▶ DIRECTIONS: Restate all of the data below word for word.

———

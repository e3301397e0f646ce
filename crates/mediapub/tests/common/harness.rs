//! Test harness for isolated controller runs.

#![allow(dead_code)]

use std::path::PathBuf;
use std::sync::{Arc, Condvar, Mutex};
use std::time::{Duration, Instant};

use tempfile::TempDir;

use mediapub::model::{Job, JobFailure, PublishJob};
use mediapub::publisher::{
    GenericSitePublisher, PublisherAction, PublisherOptions, PublisherRegistry, SitePublisher,
};
use mediapub::{
    ControllerConfig, DataStore, Database, PublishController, PublishListener, Runners,
};

const WAIT: Duration = Duration::from_secs(10);

/// Terminal outcome seen by the listener.
#[derive(Debug, Clone)]
pub enum Outcome {
    Succeeded(PublishJob),
    Failed(PublishJob, String),
}

impl Outcome {
    pub fn publish_job(&self) -> &PublishJob {
        match self {
            Outcome::Succeeded(pj) | Outcome::Failed(pj, _) => pj,
        }
    }

    pub fn is_success(&self) -> bool {
        matches!(self, Outcome::Succeeded(_))
    }
}

#[derive(Default)]
pub struct RecordingListener {
    outcomes: Mutex<Vec<Outcome>>,
    changed: Condvar,
}

impl RecordingListener {
    pub fn outcomes(&self) -> Vec<Outcome> {
        self.outcomes.lock().unwrap().clone()
    }

    pub fn outcomes_for(&self, publish_job_id: &str) -> Vec<Outcome> {
        self.outcomes()
            .into_iter()
            .filter(|o| o.publish_job().id == publish_job_id)
            .collect()
    }

    /// Blocks until `publish_job_id` has an outcome.
    pub fn wait_for(&self, publish_job_id: &str) -> Outcome {
        let deadline = Instant::now() + WAIT;
        let mut outcomes = self.outcomes.lock().unwrap();
        loop {
            if let Some(outcome) = outcomes
                .iter()
                .find(|o| o.publish_job().id == publish_job_id)
            {
                return outcome.clone();
            }
            let remaining = deadline
                .checked_duration_since(Instant::now())
                .unwrap_or_else(|| panic!("no outcome for publish job {}", publish_job_id));
            outcomes = self.changed.wait_timeout(outcomes, remaining).unwrap().0;
        }
    }

    /// Blocks until `count` outcomes were recorded.
    pub fn wait_for_count(&self, count: usize) -> Vec<Outcome> {
        let deadline = Instant::now() + WAIT;
        let mut outcomes = self.outcomes.lock().unwrap();
        while outcomes.len() < count {
            let remaining = deadline
                .checked_duration_since(Instant::now())
                .unwrap_or_else(|| panic!("only {} of {} outcomes", outcomes.len(), count));
            outcomes = self.changed.wait_timeout(outcomes, remaining).unwrap().0;
        }
        outcomes.clone()
    }

    fn record(&self, outcome: Outcome) {
        self.outcomes.lock().unwrap().push(outcome);
        self.changed.notify_all();
    }
}

impl PublishListener for RecordingListener {
    fn publish_succeeded(&self, publish_job: &PublishJob) {
        self.record(Outcome::Succeeded(publish_job.clone()));
    }

    fn publish_failed(&self, publish_job: &PublishJob, reason: &str) {
        self.record(Outcome::Failed(publish_job.clone(), reason.to_string()));
    }
}

/// One callback received by a [`RecordingPublisher`].
#[derive(Debug, Clone)]
pub struct Callback {
    /// Publish job the publisher instance was started for.
    pub bound_to: String,
    /// Publish job the callback was about.
    pub publish_job_id: String,
    pub job_publish_job_id: String,
}

/// Generic publisher that records every callback it receives.
pub struct RecordingPublisher {
    inner: GenericSitePublisher,
    bound_to: Option<String>,
    log: Arc<Mutex<Vec<Callback>>>,
}

impl RecordingPublisher {
    pub fn register(registry: &mut PublisherRegistry, site_key: &str) -> Arc<Mutex<Vec<Callback>>> {
        let log = Arc::new(Mutex::new(Vec::new()));
        let shared = Arc::clone(&log);
        let name = site_key.to_string();
        registry.register(site_key, move || {
            Box::new(RecordingPublisher {
                inner: GenericSitePublisher::new(name.clone(), PublisherOptions::default()),
                bound_to: None,
                log: Arc::clone(&shared),
            })
        });
        log
    }

    fn record(&self, publish_job: &PublishJob, job: &Job) {
        self.log.lock().unwrap().push(Callback {
            bound_to: self.bound_to.clone().unwrap_or_default(),
            publish_job_id: publish_job.id.clone(),
            job_publish_job_id: job.publish_job_id.clone(),
        });
    }
}

impl SitePublisher for RecordingPublisher {
    fn name(&self) -> &str {
        self.inner.name()
    }

    fn start(&mut self, publish_job: &PublishJob) -> Vec<PublisherAction> {
        assert!(self.bound_to.is_none(), "publisher started twice");
        self.bound_to = Some(publish_job.id.clone());
        self.inner.start(publish_job)
    }

    fn job_succeeded(&mut self, publish_job: &PublishJob, job: &Job) -> Vec<PublisherAction> {
        self.record(publish_job, job);
        self.inner.job_succeeded(publish_job, job)
    }

    fn job_failed(
        &mut self,
        publish_job: &PublishJob,
        job: &Job,
        failure: &JobFailure,
    ) -> Vec<PublisherAction> {
        self.record(publish_job, job);
        self.inner.job_failed(publish_job, job, failure)
    }
}

/// Controller over an in-memory database with a temp dir for media files.
pub struct TestHarness {
    temp_dir: TempDir,
    pub store: Arc<Database>,
    pub listener: Arc<RecordingListener>,
    pub controller: PublishController,
}

impl TestHarness {
    /// Default `storymaker` registry with canned render and upload runners.
    pub fn new() -> Self {
        Self::with(
            PublisherRegistry::with_defaults(PublisherOptions::default()),
            Runners::new()
                .with_render(super::fixed("file:///out.mp4"))
                .with_upload(super::fixed("https://storymaker.example/v/1")),
        )
    }

    pub fn with(registry: PublisherRegistry, runners: Runners) -> Self {
        Self::with_store(
            Arc::new(Database::open_in_memory().expect("Failed to create test database")),
            registry,
            runners,
        )
    }

    pub fn with_store(store: Arc<Database>, registry: PublisherRegistry, runners: Runners) -> Self {
        let temp_dir = TempDir::new().expect("Failed to create temp directory");
        let listener = Arc::new(RecordingListener::default());
        let controller = PublishController::new(
            Arc::clone(&store) as Arc<dyn DataStore>,
            registry,
            runners,
            Arc::clone(&listener) as Arc<dyn PublishListener>,
            ControllerConfig {
                poll_interval: Duration::from_millis(20),
                ..ControllerConfig::default()
            },
        )
        .expect("Failed to start controller");

        Self {
            temp_dir,
            store,
            listener,
            controller,
        }
    }

    pub fn media_dir(&self) -> PathBuf {
        self.temp_dir.path().to_path_buf()
    }

    pub fn count(&self, table: &str) -> i64 {
        let sql = format!("SELECT COUNT(*) FROM {}", table);
        self.store
            .with_conn(|conn| Ok(conn.query_row(&sql, [], |r| r.get(0))?))
            .unwrap()
    }

    /// Polls `condition` until it holds.
    pub fn wait_until<F: Fn() -> bool>(&self, condition: F) {
        let deadline = Instant::now() + WAIT;
        while !condition() {
            assert!(Instant::now() < deadline, "condition not met in time");
            std::thread::sleep(Duration::from_millis(10));
        }
    }
}

impl Drop for TestHarness {
    fn drop(&mut self) {
        self.controller.shutdown();
    }
}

———

▶ WRITTEN ANSWER:
repository e3301397e0f646ce
filename crates/mediapub/tests/common/harness.rs
//! Test harness for isolated controller runs.

#![allow(dead_code)]

use std::path::PathBuf;
use std::sync::{Arc, Condvar, Mutex};
use std::time::{Duration, Instant};

use tempfile::TempDir;

use mediapub::model::{Job, JobFailure, PublishJob};
use mediapub::publisher::{
    GenericSitePublisher, PublisherAction, PublisherOptions, PublisherRegistry, SitePublisher,
};
use mediapub::{
    ControllerConfig, DataStore, Database, PublishController, PublishListener, Runners,
};

const WAIT: Duration = Duration::from_secs(10);

/// Terminal outcome seen by the listener.
#[derive(Debug, Clone)]
pub enum Outcome {
    Succeeded(PublishJob),
    Failed(PublishJob, String),
}

impl Outcome {
    pub fn publish_job(&self) -> &PublishJob {
        match self {
            Outcome::Succeeded(pj) | Outcome::Failed(pj, _) => pj,
        }
    }

    pub fn is_success(&self) -> bool {
        matches!(self, Outcome::Succeeded(_))
    }
}

#[derive(Default)]
pub struct RecordingListener {
    outcomes: Mutex<Vec<Outcome>>,
    changed: Condvar,
}

impl RecordingListener {
    pub fn outcomes(&self) -> Vec<Outcome> {
        self.outcomes.lock().unwrap().clone()
    }

    pub fn outcomes_for(&self, publish_job_id: &str) -> Vec<Outcome> {
        self.outcomes()
            .into_iter()
            .filter(|o| o.publish_job().id == publish_job_id)
            .collect()
    }

    /// Blocks until `publish_job_id` has an outcome.
    pub fn wait_for(&self, publish_job_id: &str) -> Outcome {
        let deadline = Instant::now() + WAIT;
        let mut outcomes = self.outcomes.lock().unwrap();
        loop {
            if let Some(outcome) = outcomes
                .iter()
                .find(|o| o.publish_job().id == publish_job_id)
            {
                return outcome.clone();
            }
            let remaining = deadline
                .checked_duration_since(Instant::now())
                .unwrap_or_else(|| panic!("no outcome for publish job {}", publish_job_id));
            outcomes = self.changed.wait_timeout(outcomes, remaining).unwrap().0;
        }
    }

    /// Blocks until `count` outcomes were recorded.
    pub fn wait_for_count(&self, count: usize) -> Vec<Outcome> {
        let deadline = Instant::now() + WAIT;
        let mut outcomes = self.outcomes.lock().unwrap();
        while outcomes.len() < count {
            let remaining = deadline
                .checked_duration_since(Instant::now())
                .unwrap_or_else(|| panic!("only {} of {} outcomes", outcomes.len(), count));
            outcomes = self.changed.wait_timeout(outcomes, remaining).unwrap().0;
        }
        outcomes.clone()
    }

    fn record(&self, outcome: Outcome) {
        self.outcomes.lock().unwrap().push(outcome);
        self.changed.notify_all();
    }
}

impl PublishListener for RecordingListener {
    fn publish_succeeded(&self, publish_job: &PublishJob) {
        self.record(Outcome::Succeeded(publish_job.clone()));
    }

    fn publish_failed(&self, publish_job: &PublishJob, reason: &str) {
        self.record(Outcome::Failed(publish_job.clone(), reason.to_string()));
    }
}

/// One callback received by a [`RecordingPublisher`].
#[derive(Debug, Clone)]
pub struct Callback {
    /// Publish job the publisher instance was started for.
    pub bound_to: String,
    /// Publish job the callback was about.
    pub publish_job_id: String,
    pub job_publish_job_id: String,
}

/// Generic publisher that records every callback it receives.
pub struct RecordingPublisher {
    inner: GenericSitePublisher,
    bound_to: Option<String>,
    log: Arc<Mutex<Vec<Callback>>>,
}

impl RecordingPublisher {
    pub fn register(registry: &mut PublisherRegistry, site_key: &str) -> Arc<Mutex<Vec<Callback>>> {
        let log = Arc::new(Mutex::new(Vec::new()));
        let shared = Arc::clone(&log);
        let name = site_key.to_string();
        registry.register(site_key, move || {
            Box::new(RecordingPublisher {
                inner: GenericSitePublisher::new(name.clone(), PublisherOptions::default()),
                bound_to: None,
                log: Arc::clone(&shared),
            })
        });
        log
    }

    fn record(&self, publish_job: &PublishJob, job: &Job) {
        self.log.lock().unwrap().push(Callback {
            bound_to: self.bound_to.clone().unwrap_or_default(),
            publish_job_id: publish_job.id.clone(),
            job_publish_job_id: job.publish_job_id.clone(),
        });
    }
}

impl SitePublisher for RecordingPublisher {
    fn name(&self) -> &str {
        self.inner.name()
    }

    fn start(&mut self, publish_job: &PublishJob) -> Vec<PublisherAction> {
        assert!(self.bound_to.is_none(), "publisher started twice");
        self.bound_to = Some(publish_job.id.clone());
        self.inner.start(publish_job)
    }

    fn job_succeeded(&mut self, publish_job: &PublishJob, job: &Job) -> Vec<PublisherAction> {
        self.record(publish_job, job);
        self.inner.job_succeeded(publish_job, job)
    }

    fn job_failed(
        &mut self,
        publish_job: &PublishJob,
        job: &Job,
        failure: &JobFailure,
    ) -> Vec<PublisherAction> {
        self.record(publish_job, job);
        self.inner.job_failed(publish_job, job, failure)
    }
}

/// Controller over an in-memory database with a temp dir for media files.
pub struct TestHarness {
    temp_dir: TempDir,
    pub store: Arc<Database>,
    pub listener: Arc<RecordingListener>,
    pub controller: PublishController,
}

impl TestHarness {
    /// Default `storymaker` registry with canned render and upload runners.
    pub fn new() -> Self {
        Self::with(
            PublisherRegistry::with_defaults(PublisherOptions::default()),
            Runners::new()
                .with_render(super::fixed("file:///out.mp4"))
                .with_upload(super::fixed("https://storymaker.example/v/1")),
        )
    }

    pub fn with(registry: PublisherRegistry, runners: Runners) -> Self {
        Self::with_store(
            Arc::new(Database::open_in_memory().expect("Failed to create test database")),
            registry,
            runners,
        )
    }

    pub fn with_store(store: Arc<Database>, registry: PublisherRegistry, runners: Runners) -> Self {
        let temp_dir = TempDir::new().expect("Failed to create temp directory");
        let listener = Arc::new(RecordingListener::default());
        let controller = PublishController::new(
            Arc::clone(&store) as Arc<dyn DataStore>,
            registry,
            runners,
            Arc::clone(&listener) as Arc<dyn PublishListener>,
            ControllerConfig {
                poll_interval: Duration::from_millis(20),
                ..ControllerConfig::default()
            },
        )
        .expect("Failed to start controller");

        Self {
            temp_dir,
            store,
            listener,
            controller,
        }
    }

    pub fn media_dir(&self) -> PathBuf {
        self.temp_dir.path().to_path_buf()
    }

    pub fn count(&self, table: &str) -> i64 {
        let sql = format!("SELECT COUNT(*) FROM {}", table);
        self.store
            .with_conn(|conn| Ok(conn.query_row(&sql, [], |r| r.get(0))?))
            .unwrap()
    }

    /// Polls `condition` until it holds.
    pub fn wait_until<F: Fn() -> bool>(&self, condition: F) {
        let deadline = Instant::now() + WAIT;
        while !condition() {
            assert!(Instant::now() < deadline, "condition not met in time");
            std::thread::sleep(Duration::from_millis(10));
        }
    }
}

impl Drop for TestHarness {
    fn drop(&mut self) {
        self.controller.shutdown();
    }
}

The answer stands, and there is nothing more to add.